Monday, May 4, 2009

First Blog

This is my first ever blog post, and I can't believe I am doing this. I have never been a blogger and honestly hate the term. But I have been reading a couple of people's posts and have grown to like the idea of getting to express my thoughts and feelings somewhere. I have alot going on in my life but have found that I really don't have anyone to talk to about it. I recently lost my mom unexpectedly and she was the one person I could always count on to chat with. It has really left a void in my life.

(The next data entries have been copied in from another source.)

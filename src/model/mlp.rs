//! Fully-connected MNIST classifier
//!
//! Flatten -> Dense(128, ReLU) -> Dense(64, ReLU) -> Dense(32, ReLU) -> Dense(10).
//! The network outputs logits; the loss applies the softmax.

use burn::{
    config::Config,
    module::Module,
    nn::{loss::CrossEntropyLossConfig, Linear, LinearConfig, Relu},
    tensor::{backend::Backend, ElementConversion, Int, Tensor},
};

/// Configuration for the MnistClassifier
#[derive(Config, Debug)]
pub struct MnistClassifierConfig {
    /// Flattened input width
    #[config(default = "784")]
    pub input_size: usize,

    /// Hidden layer widths, each followed by a ReLU
    #[config(default = "vec![128, 64, 32]")]
    pub hidden_sizes: Vec<usize>,

    /// Number of output classes
    #[config(default = "10")]
    pub num_classes: usize,
}

impl MnistClassifierConfig {
    /// Initialize a classifier on `device`
    pub fn init<B: Backend>(&self, device: &B::Device) -> MnistClassifier<B> {
        MnistClassifier::new(self, device)
    }
}

/// MNIST multi-layer perceptron
#[derive(Module, Debug)]
pub struct MnistClassifier<B: Backend> {
    pub hidden: Vec<Linear<B>>,
    pub output: Linear<B>,
    pub activation: Relu,
    num_classes: usize,
}

impl<B: Backend> MnistClassifier<B> {
    pub fn new(config: &MnistClassifierConfig, device: &B::Device) -> Self {
        let mut hidden = Vec::with_capacity(config.hidden_sizes.len());
        let mut width = config.input_size;
        for &size in &config.hidden_sizes {
            hidden.push(LinearConfig::new(width, size).init(device));
            width = size;
        }

        Self {
            hidden,
            output: LinearConfig::new(width, config.num_classes).init(device),
            activation: Relu::new(),
            num_classes: config.num_classes,
        }
    }

    /// Forward pass
    ///
    /// # Arguments
    /// * `images` - Tensor of shape [batch_size, 28, 28]
    ///
    /// # Returns
    /// * Logits of shape [batch_size, num_classes]
    pub fn forward(&self, images: Tensor<B, 3>) -> Tensor<B, 2> {
        let mut x = images.flatten::<2>(1, 2);
        for layer in &self.hidden {
            x = self.activation.forward(layer.forward(x));
        }
        self.output.forward(x)
    }

    /// Sparse categorical cross-entropy on the logits
    pub fn loss(&self, logits: Tensor<B, 2>, targets: Tensor<B, 1, Int>) -> Tensor<B, 1> {
        CrossEntropyLossConfig::new()
            .init(&logits.device())
            .forward(logits, targets)
    }

    pub fn num_classes(&self) -> usize {
        self.num_classes
    }
}

/// Number of predictions whose argmax matches the label
pub fn correct_predictions<B: Backend>(logits: Tensor<B, 2>, targets: Tensor<B, 1, Int>) -> usize {
    let predictions = logits.argmax(1).squeeze::<1>(1);
    let correct: i64 = predictions
        .equal(targets)
        .int()
        .sum()
        .into_scalar()
        .elem();
    correct.max(0) as usize
}

#[cfg(test)]
mod tests {
    use super::*;
    use burn::backend::{Autodiff, NdArray};
    use burn::tensor::TensorData;

    type TestBackend = NdArray;

    #[test]
    fn test_default_layout() {
        let config = MnistClassifierConfig::new();
        assert_eq!(config.input_size, 784);
        assert_eq!(config.hidden_sizes, vec![128, 64, 32]);
        assert_eq!(config.num_classes, 10);

        let model = config.init::<TestBackend>(&Default::default());
        assert_eq!(model.hidden.len(), 3);
        assert_eq!(model.num_classes(), 10);
        // 784*128+128 + 128*64+64 + 64*32+32 + 32*10+10
        assert_eq!(model.num_params(), 111_146);
    }

    #[test]
    fn test_forward_shape() {
        let device = Default::default();
        let model = MnistClassifierConfig::new().init::<TestBackend>(&device);

        let input = Tensor::<TestBackend, 3>::zeros([4, 28, 28], &device);
        assert_eq!(model.forward(input).dims(), [4, 10]);

        let single = Tensor::<TestBackend, 3>::ones([1, 28, 28], &device);
        assert_eq!(model.forward(single).dims(), [1, 10]);
    }

    #[test]
    fn test_loss_is_finite_and_differentiable() {
        type AdBackend = Autodiff<TestBackend>;
        let device = Default::default();
        let model = MnistClassifierConfig::new().init::<AdBackend>(&device);

        let images = Tensor::<AdBackend, 3>::ones([2, 28, 28], &device);
        let targets = Tensor::<AdBackend, 1, Int>::from_data(TensorData::new(vec![3i64, 7], [2]), &device);
        let loss = model.loss(model.forward(images), targets);

        let value: f64 = loss.clone().into_scalar().elem();
        assert!(value.is_finite() && value > 0.0);
        let _grads = loss.backward();
    }

    #[test]
    fn test_correct_predictions() {
        let device = Default::default();
        let logits = Tensor::<TestBackend, 2>::from_floats(
            TensorData::new(vec![0.1f32, 0.9, 0.8, 0.2, 0.3, 0.7], [3, 2]),
            &device,
        );
        let targets = Tensor::<TestBackend, 1, Int>::from_data(TensorData::new(vec![1i64, 0, 0], [3]), &device);
        assert_eq!(correct_predictions(logits, targets), 2);
    }
}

I have been a journaler every since I was freshman in highschool (16 years) and have over 50 of them. I currently kept three journals going at the same time. One for myself, one for my oldest son and one for my unborn son. And I have really fooled myself into thinking that maybe one day my sons will actually be interested in reading any of them. But writing has always helped me so I will continue to do it.

I am currently 29+ weeks pregnant with my second son. I have been a stay-at-home mom to my almost 2 year old for the last year and absolutely LOVE it. I never thought that I would. But when I was given a choice of either working longer hours or don't work here at all, I took the later option and hoped with all my heart that it would work out. Scared to death I started taking care of my son full time, something that I never thought I would be capible of doing. And it turned out to be the best thing that ever could have happened. I could never imagine going back to work now and can't imagine not spending everyday with my son.

Now I'm scared to death of taking care of 2 children. Two boys!! Very scary to me. I know that I can do it, but somehow I just keep saying to myself I can't believe I am going to be surrounded by boys the rest of my life.